ABOUT THIS EXERCISE —
Retype each line below precisely.

ENTRIES PROVIDED: Begin

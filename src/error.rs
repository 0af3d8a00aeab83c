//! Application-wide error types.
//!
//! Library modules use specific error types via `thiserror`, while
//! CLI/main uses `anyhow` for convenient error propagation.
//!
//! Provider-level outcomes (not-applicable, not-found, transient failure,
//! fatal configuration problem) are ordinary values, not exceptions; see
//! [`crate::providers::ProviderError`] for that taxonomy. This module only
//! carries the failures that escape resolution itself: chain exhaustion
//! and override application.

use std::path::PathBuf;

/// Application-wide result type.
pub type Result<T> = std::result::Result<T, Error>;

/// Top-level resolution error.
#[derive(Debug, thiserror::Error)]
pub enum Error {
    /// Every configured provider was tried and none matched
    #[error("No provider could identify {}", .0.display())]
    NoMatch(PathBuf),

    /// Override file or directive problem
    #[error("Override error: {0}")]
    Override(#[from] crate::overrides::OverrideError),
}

ENTRIES PROVIDED: End

SOLVED EXERCISE —
filename src/error.rs
repository 0af3d8a00aeab83c
//! Application-wide error types.
//!
//! Library modules use specific error types via `thiserror`, while
//! CLI/main uses `anyhow` for convenient error propagation.
//!
//! Provider-level outcomes (not-applicable, not-found, transient failure,
//! fatal configuration problem) are ordinary values, not exceptions; see
//! [`crate::providers::ProviderError`] for that taxonomy. This module only
//! carries the failures that escape resolution itself: chain exhaustion
//! and override application.

use std::path::PathBuf;

/// Application-wide result type.
pub type Result<T> = std::result::Result<T, Error>;

/// Top-level resolution error.
#[derive(Debug, thiserror::Error)]
pub enum Error {
    /// Every configured provider was tried and none matched
    #[error("No provider could identify {}", .0.display())]
    NoMatch(PathBuf),

    /// Override file or directive problem
    #[error("Override error: {0}")]
    Override(#[from] crate::overrides::OverrideError),
}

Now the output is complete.